(Stored entries)
- Opening Delimiter -
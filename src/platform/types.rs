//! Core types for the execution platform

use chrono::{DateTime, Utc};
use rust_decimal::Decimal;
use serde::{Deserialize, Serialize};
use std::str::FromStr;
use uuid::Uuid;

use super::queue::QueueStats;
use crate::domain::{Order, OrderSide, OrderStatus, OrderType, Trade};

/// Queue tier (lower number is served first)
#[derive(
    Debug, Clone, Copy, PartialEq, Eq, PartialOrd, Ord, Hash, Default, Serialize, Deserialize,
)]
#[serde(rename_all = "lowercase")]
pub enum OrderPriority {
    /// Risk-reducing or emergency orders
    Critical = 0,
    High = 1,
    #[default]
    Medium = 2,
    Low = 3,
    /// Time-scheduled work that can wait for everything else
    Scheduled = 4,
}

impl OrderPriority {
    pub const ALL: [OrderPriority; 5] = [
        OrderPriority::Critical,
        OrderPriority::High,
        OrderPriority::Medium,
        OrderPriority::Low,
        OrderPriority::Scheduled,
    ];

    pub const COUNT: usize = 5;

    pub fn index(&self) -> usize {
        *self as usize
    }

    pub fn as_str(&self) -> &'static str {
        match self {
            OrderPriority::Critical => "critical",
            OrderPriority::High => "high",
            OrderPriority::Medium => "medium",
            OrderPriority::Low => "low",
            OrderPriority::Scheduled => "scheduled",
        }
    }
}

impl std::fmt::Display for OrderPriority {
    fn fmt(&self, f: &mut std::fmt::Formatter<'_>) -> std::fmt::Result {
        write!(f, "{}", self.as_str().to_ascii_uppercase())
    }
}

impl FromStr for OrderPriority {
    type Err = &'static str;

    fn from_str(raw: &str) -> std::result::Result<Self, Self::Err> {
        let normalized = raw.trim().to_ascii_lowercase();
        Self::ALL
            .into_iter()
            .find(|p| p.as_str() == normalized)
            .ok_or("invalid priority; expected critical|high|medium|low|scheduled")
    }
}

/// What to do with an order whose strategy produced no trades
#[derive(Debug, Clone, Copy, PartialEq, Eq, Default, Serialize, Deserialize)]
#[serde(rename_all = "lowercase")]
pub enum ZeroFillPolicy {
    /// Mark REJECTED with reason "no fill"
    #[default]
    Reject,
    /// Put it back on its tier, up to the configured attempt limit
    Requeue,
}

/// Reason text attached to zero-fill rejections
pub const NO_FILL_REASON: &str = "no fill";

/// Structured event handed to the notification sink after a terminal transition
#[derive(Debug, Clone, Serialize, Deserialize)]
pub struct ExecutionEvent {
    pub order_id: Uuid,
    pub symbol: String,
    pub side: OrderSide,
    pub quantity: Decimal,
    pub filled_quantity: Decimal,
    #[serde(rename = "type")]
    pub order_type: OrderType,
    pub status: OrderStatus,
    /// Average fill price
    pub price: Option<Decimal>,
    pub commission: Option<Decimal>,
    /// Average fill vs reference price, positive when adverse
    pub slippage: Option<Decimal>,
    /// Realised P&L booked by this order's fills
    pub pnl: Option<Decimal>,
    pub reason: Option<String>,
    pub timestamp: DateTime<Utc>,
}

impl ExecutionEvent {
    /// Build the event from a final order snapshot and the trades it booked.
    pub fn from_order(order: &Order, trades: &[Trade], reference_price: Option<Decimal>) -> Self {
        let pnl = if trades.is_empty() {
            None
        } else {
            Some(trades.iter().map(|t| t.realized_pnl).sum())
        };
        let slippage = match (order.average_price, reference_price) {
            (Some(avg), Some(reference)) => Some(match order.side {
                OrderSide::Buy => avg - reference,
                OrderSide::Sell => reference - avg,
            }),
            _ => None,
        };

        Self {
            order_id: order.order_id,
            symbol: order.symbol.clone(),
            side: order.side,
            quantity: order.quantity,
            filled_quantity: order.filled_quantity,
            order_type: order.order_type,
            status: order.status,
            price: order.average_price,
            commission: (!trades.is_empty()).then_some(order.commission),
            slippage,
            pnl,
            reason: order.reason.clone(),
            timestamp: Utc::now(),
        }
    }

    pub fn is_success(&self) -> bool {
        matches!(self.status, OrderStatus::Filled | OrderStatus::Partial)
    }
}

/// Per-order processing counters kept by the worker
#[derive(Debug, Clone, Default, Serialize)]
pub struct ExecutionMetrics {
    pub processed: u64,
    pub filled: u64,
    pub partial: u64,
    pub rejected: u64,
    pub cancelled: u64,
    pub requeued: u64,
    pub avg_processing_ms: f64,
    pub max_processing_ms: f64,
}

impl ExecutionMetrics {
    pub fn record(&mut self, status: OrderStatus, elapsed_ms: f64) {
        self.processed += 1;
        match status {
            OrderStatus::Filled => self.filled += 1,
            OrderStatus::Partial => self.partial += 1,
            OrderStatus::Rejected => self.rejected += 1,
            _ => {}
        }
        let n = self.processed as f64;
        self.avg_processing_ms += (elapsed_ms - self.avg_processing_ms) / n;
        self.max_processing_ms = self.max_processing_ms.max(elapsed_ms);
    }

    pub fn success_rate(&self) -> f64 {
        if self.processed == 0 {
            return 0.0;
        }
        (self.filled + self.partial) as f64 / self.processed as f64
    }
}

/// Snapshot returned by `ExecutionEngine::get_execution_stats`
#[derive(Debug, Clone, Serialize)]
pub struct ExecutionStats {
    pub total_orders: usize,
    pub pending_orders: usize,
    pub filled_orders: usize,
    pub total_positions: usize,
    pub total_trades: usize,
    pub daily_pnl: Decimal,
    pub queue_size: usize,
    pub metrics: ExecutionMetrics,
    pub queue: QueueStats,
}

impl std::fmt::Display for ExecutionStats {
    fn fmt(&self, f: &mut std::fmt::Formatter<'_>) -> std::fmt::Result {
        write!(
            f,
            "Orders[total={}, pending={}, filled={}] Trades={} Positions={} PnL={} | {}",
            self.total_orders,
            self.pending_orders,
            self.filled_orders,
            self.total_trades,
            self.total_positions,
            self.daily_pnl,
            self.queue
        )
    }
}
- Closing Delimiter -
- Opening Delimiter -
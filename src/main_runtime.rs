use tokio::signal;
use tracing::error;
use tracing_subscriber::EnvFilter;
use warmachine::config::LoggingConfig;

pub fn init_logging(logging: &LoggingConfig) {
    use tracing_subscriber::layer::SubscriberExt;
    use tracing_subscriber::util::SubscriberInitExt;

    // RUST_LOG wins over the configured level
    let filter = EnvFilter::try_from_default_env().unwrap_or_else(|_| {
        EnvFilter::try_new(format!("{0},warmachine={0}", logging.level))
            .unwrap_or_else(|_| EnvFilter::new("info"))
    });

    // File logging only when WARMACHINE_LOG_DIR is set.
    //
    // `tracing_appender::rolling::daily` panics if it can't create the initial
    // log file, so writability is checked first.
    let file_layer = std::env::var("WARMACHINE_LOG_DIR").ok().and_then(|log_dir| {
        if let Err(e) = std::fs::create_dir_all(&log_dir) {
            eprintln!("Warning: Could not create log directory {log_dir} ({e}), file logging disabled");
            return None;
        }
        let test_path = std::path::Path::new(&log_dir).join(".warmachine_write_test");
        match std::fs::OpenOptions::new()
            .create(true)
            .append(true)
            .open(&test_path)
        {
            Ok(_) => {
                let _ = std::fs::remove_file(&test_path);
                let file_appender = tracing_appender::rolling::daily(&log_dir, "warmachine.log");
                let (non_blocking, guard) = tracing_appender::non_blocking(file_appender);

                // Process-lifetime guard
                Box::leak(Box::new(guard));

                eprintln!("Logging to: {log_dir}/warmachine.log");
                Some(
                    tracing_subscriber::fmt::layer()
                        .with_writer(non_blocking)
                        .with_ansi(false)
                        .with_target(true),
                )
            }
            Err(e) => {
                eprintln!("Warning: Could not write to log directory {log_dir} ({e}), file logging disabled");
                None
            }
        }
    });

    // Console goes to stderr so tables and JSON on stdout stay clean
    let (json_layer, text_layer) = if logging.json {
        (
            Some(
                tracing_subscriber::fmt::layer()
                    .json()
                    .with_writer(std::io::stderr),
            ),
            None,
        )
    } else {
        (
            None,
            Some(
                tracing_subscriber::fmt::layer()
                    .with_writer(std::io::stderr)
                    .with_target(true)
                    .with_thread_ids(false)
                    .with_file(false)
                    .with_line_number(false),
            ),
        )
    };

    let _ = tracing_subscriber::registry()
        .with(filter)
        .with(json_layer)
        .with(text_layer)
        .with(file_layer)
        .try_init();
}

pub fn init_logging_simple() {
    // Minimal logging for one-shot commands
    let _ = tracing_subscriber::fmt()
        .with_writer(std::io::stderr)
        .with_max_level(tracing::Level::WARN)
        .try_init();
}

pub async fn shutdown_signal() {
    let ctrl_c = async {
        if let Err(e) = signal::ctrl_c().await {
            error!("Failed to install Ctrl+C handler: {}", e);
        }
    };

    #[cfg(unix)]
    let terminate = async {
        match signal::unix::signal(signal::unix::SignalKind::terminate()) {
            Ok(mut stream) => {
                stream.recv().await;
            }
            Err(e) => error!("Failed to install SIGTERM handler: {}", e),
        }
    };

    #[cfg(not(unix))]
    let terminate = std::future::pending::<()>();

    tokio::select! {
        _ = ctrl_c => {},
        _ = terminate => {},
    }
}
- Closing Delimiter -
*About this exercise*. A complete answer gives every line of the records holding "terminate".

*Exercise answer*.
    let terminate = async {
        match signal::unix::signal(signal::unix::SignalKind::terminate()) {
    let terminate = std::future::pending::<()>();
        _ = terminate => {},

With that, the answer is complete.